Charlie : C’est un processus beaucoup plus fun. Habituellement, on fait ça par e-mails, box, c’est beaucoup plus long. Quand tu envoies une idée, il faut attendre que les autres répondent, etc. On s’y est habitués depuis le temps qu’on fonctionne comme ça, mais ça restait frustrant. Avant la tournée, on avait déjà des démos de chaque chanson. En tournée, on avait beaucoup de temps libre vu qu’on jouait en première partie pour un concert de 45 minutes. Les balances prenaient moins de temps, et tout prenait moins de temps d’une manière générale. Quand on était tous ensemble, on s’est dit qu’il fallait utiliser ce temps. On a transformé le bus en petit studio. On avait nos ordinateurs portables, des guitares, des micros… Tous les jours, on se levait, on allait là-dedans et on travaillait sur l’album tous ensemble. On essayait des idées, on se passait le microphone si quelqu’un avait une idée vocale pour certaines sections. C’était notre routine quotidienne. Après avoir joué notre set, on était excités de retourner dans le bus ! C’est un album beaucoup plus cohérent que d’habitude car toutes les chansons ont la marque de fabrique de chacun. C’était le processus d’écriture le plus fun que l’on ait vécu !

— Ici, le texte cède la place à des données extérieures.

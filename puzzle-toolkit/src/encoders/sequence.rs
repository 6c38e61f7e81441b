use super::and;
use super::bool_terms;
use super::exactly_one;
use super::linear_equal;
use super::or;
use super::weighted_sum;
use crate::basic_types::Bounds;
use crate::model::Model;
use crate::variables::AuxiliaryKind;
use crate::variables::BoolVar;
use crate::variables::IntVar;
use crate::variables::Value;

/// For every position, whether it holds the first true boolean of `bools`.
///
/// At most one of the returned booleans is true.
pub fn only_first_true(model: &mut Model, bools: &[BoolVar]) -> Vec<BoolVar> {
    let mut seen = model.false_bool();
    bools
        .iter()
        .map(|&var| {
            let first = and(model, &[var, !seen]);
            seen = or(model, &[seen, var]);
            first
        })
        .collect()
}

/// The position of the first true boolean of `bools`, or `bools.len()` if none is true.
pub fn index_of_first_true(model: &mut Model, bools: &[BoolVar]) -> IntVar {
    let mut indicators = only_first_true(model, bools);
    let none = !or(model, bools);
    indicators.push(none);
    exactly_one(model, &indicators);

    let terms = bool_terms(model, &indicators)
        .into_iter()
        .enumerate()
        .map(|(position, (_, value))| (position as i32, value))
        .collect::<Vec<_>>();
    if terms.iter().all(|(_, value)| value.as_literal().is_some()) {
        return weighted_sum(model, terms);
    }

    let index = model.new_auxiliary_int(AuxiliaryKind::Sum, Bounds::new(0, bools.len() as i32));
    linear_equal(
        model,
        terms.into_iter().chain([(-1, Value::from(index))]),
        0,
    );
    index
}

#[cfg(test)]
mod tests {
    use super::*;
    use crate::encoders::all_true;
    use crate::model::SolveOutcome;

    #[test]
    fn constant_prefixes_are_resolved_while_building() {
        let mut model = Model::default();
        let (t, f) = (model.true_bool(), model.false_bool());
        let x = model.new_bool();

        assert_eq!(only_first_true(&mut model, &[f, t, x]), vec![f, t, f]);
        assert_eq!(
            index_of_first_true(&mut model, &[f, f, t]).bounds(),
            Bounds::fixed(2)
        );
    }

    #[test]
    fn index_is_length_when_nothing_is_true() {
        let mut model = Model::default();
        let bools = [model.new_bool(), model.new_bool()];
        let index = index_of_first_true(&mut model, &bools);
        all_true(&mut model, &[!bools[0], !bools[1]]);

        let SolveOutcome::Solved(solution) = model.solve() else {
            panic!("expected a solution");
        };
        assert_eq!(solution.int_value(index), 2);
    }
}
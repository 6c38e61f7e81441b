//! Shared setup for the integration tests.
#![allow(
    dead_code,
    reason = "every test binary compiles its own copy and uses only some of the helpers"
)]

use std::collections::VecDeque;

use puzzle_toolkit::model::Solution;
use puzzle_toolkit::Cell;
use puzzle_toolkit::Model;
use puzzle_toolkit::SolveOutcome;

pub(crate) fn init_logging() {
    let _ = env_logger::builder().is_test(true).try_init();
}

pub(crate) fn solve(model: &mut Model) -> Solution {
    match model.solve() {
        SolveOutcome::Solved(solution) => solution,
        other => panic!("expected a solution, got {other:?}"),
    }
}

pub(crate) fn has_no_solution(model: &mut Model) -> bool {
    matches!(model.solve(), SolveOutcome::NoSolution)
}

/// Whether `cells` form a single non-empty orthogonally connected region, by breadth-first
/// search.
pub(crate) fn is_connected(cells: &[Cell]) -> bool {
    let Some(&start) = cells.first() else {
        return false;
    };

    let mut visited = vec![start];
    let mut queue = VecDeque::from([start]);
    while let Some(cell) = queue.pop_front() {
        for neighbour in cell.orthogonal_neighbours() {
            if cells.contains(&neighbour) && !visited.contains(&neighbour) {
                visited.push(neighbour);
                queue.push_back(neighbour);
            }
        }
    }

    visited.len() == cells.len()
}
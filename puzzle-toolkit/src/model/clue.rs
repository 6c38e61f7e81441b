use crate::basic_types::ModelError;
use crate::basic_types::ModelResult;

/// A clue exactly as it appears in a puzzle definition.
#[derive(Clone, Debug, PartialEq, Eq, Hash)]
pub enum ClueToken {
    Int(i32),
    Text(String),
    List(Vec<ClueToken>),
}

impl From<i32> for ClueToken {
    fn from(value: i32) -> Self {
        ClueToken::Int(value)
    }
}

impl From<&str> for ClueToken {
    fn from(value: &str) -> Self {
        ClueToken::Text(value.to_owned())
    }
}

impl From<String> for ClueToken {
    fn from(value: String) -> Self {
        ClueToken::Text(value)
    }
}

impl<T: Into<ClueToken>> From<Vec<T>> for ClueToken {
    fn from(values: Vec<T>) -> Self {
        ClueToken::List(values.into_iter().map(Into::into).collect())
    }
}

impl From<&ClueToken> for ClueToken {
    fn from(value: &ClueToken) -> Self {
        value.clone()
    }
}

/// One option of a [`ClueValue::Alternatives`] clue.
#[derive(Clone, Debug, PartialEq, Eq, Hash)]
pub enum Alternative {
    Literal(i32),
    Symbol(String),
}

/// The meaning of a clue token.
///
/// Tokens are parsed as follows:
/// - `5` or `"5"`: the literal value 5;
/// - `">5"`, `">=5"`, `"<5"`, `"<=5"`: an unknown value in the given half-open range;
/// - `"1,3,x"` or a list of tokens: an unknown value equal to one of the alternatives;
/// - `"x"`: an unknown value shared by every clue mentioning `x`.
#[derive(Clone, Debug, PartialEq, Eq, Hash)]
pub enum ClueValue {
    Literal(i32),
    Interval { min: Option<i32>, max: Option<i32> },
    Alternatives(Vec<Alternative>),
    Symbol(String),
}

impl ClueValue {
    pub fn parse(token: &ClueToken) -> ModelResult<ClueValue> {
        match token {
            ClueToken::Int(value) => Ok(ClueValue::Literal(*value)),
            ClueToken::Text(text) => parse_text(text),
            ClueToken::List(items) => parse_list(items),
        }
    }
}

fn parse_text(text: &str) -> ModelResult<ClueValue> {
    let trimmed = text.trim();
    if trimmed.is_empty() {
        return Err(malformed(text, "empty token"));
    }

    if let Ok(value) = trimmed.parse::<i32>() {
        return Ok(ClueValue::Literal(value));
    }

    if trimmed.contains(',') {
        let alternatives = trimmed
            .split(',')
            .map(|part| parse_alternative(part).ok_or_else(|| malformed(text, "bad alternative")))
            .collect::<ModelResult<Vec<_>>>()?;
        return Ok(ClueValue::Alternatives(deduplicate(alternatives)));
    }

    if let Some(interval) = parse_comparison(trimmed) {
        return interval.ok_or_else(|| malformed(text, "comparison needs an integer bound"));
    }

    if is_symbol(trimmed) {
        return Ok(ClueValue::Symbol(trimmed.to_owned()));
    }

    Err(malformed(text, "unrecognised token"))
}

fn parse_list(items: &[ClueToken]) -> ModelResult<ClueValue> {
    if items.is_empty() {
        return Err(malformed("[]", "empty list"));
    }

    let alternatives = items
        .iter()
        .map(|item| match item {
            ClueToken::Int(value) => Ok(Alternative::Literal(*value)),
            ClueToken::Text(text) => {
                parse_alternative(text).ok_or_else(|| malformed(text, "bad alternative"))
            }
            ClueToken::List(_) => Err(malformed(&format!("{item:?}"), "nested lists")),
        })
        .collect::<ModelResult<Vec<_>>>()?;

    Ok(ClueValue::Alternatives(deduplicate(alternatives)))
}

fn parse_alternative(text: &str) -> Option<Alternative> {
    let text = text.trim();
    if let Ok(value) = text.parse::<i32>() {
        Some(Alternative::Literal(value))
    } else if is_symbol(text) {
        Some(Alternative::Symbol(text.to_owned()))
    } else {
        None
    }
}

/// `None` if `text` is not a comparison at all, `Some(None)` if its bound does not parse.
fn parse_comparison(text: &str) -> Option<Option<ClueValue>> {
    let (operator, bound) = [">=", "<=", ">", "<"]
        .into_iter()
        .find_map(|operator| Some((operator, text.strip_prefix(operator)?)))?;

    let interval = bound.trim().parse::<i32>().ok().map(|bound| match operator {
        ">=" => ClueValue::Interval {
            min: Some(bound),
            max: None,
        },
        ">" => ClueValue::Interval {
            min: Some(bound.saturating_add(1)),
            max: None,
        },
        "<=" => ClueValue::Interval {
            min: None,
            max: Some(bound),
        },
        _ => ClueValue::Interval {
            min: None,
            max: Some(bound.saturating_sub(1)),
        },
    });

    Some(interval)
}

fn is_symbol(text: &str) -> bool {
    let mut chars = text.chars();
    chars
        .next()
        .is_some_and(|first| first.is_ascii_alphabetic() || first == '_')
        && chars.all(|c| c.is_ascii_alphanumeric() || c == '_')
}

fn deduplicate(alternatives: Vec<Alternative>) -> Vec<Alternative> {
    let mut unique = Vec::with_capacity(alternatives.len());
    for alternative in alternatives {
        if !unique.contains(&alternative) {
            unique.push(alternative);
        }
    }
    unique
}

fn malformed(token: &str, reason: &'static str) -> ModelError {
    ModelError::MalformedClue {
        token: token.to_owned(),
        reason,
    }
}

Et aujourd’hui, vous vivez la situation totalement opposée. Vous n’êtes plus tous ensemble dans un bus, vous êtes chacun chez vous sans pouvoir vous voir. Comment vivez-vous ça ? J’imagine que c’est compliqué pour vous d’appréhender la sortie de l’album dans ce contexte ?
Charlie : Par chance, on avait fait le gros du travail avant le confinement. Le master était fait, l’artwork aussi, on avait filmé le clip de ‘Prosthetic’ une semaine avant l’annulation de notre tournée. Les deux autres vidéos étaient des vidéos d’animation dans tous les cas, donc ça ne pose pas de problème. Tout était déjà en place. On se tient au programme qui était prévu, mais on ne sait pas comment les choses vont se passer en termes de tournée. On avait des concerts prévus en tournée et dans le cadre de festivals.
Vous êtes d’ores et déjà en train de travailler sur une nouvelle tournée en automne ou en 2021 j’imagine ?
Charlie : Il faut être réaliste, je pense que c’est plus sage de planifier quelque chose en début d’année prochaine. Il faut que la situation soit sécurisée pour que l’on reprenne. Il faudrait avoir un vaccin pour pouvoir planifier une tournée.
Donc peut-être qu’après "Vector" et "Virus", vous allez maintenant sortir l’album "Vaccine" pour faire les 3 V ? (Rires).
Charlie : (Rires) Oui ,mais je me pense que les gens commenceront à en avoir marre à force !
Ces dernières années, vous avez participé à des tournées importantes, et vous avez tourné avec Mike Portnoy’s Shattered Fortress. Quelle pourrait être la prochaine étape pour vous ?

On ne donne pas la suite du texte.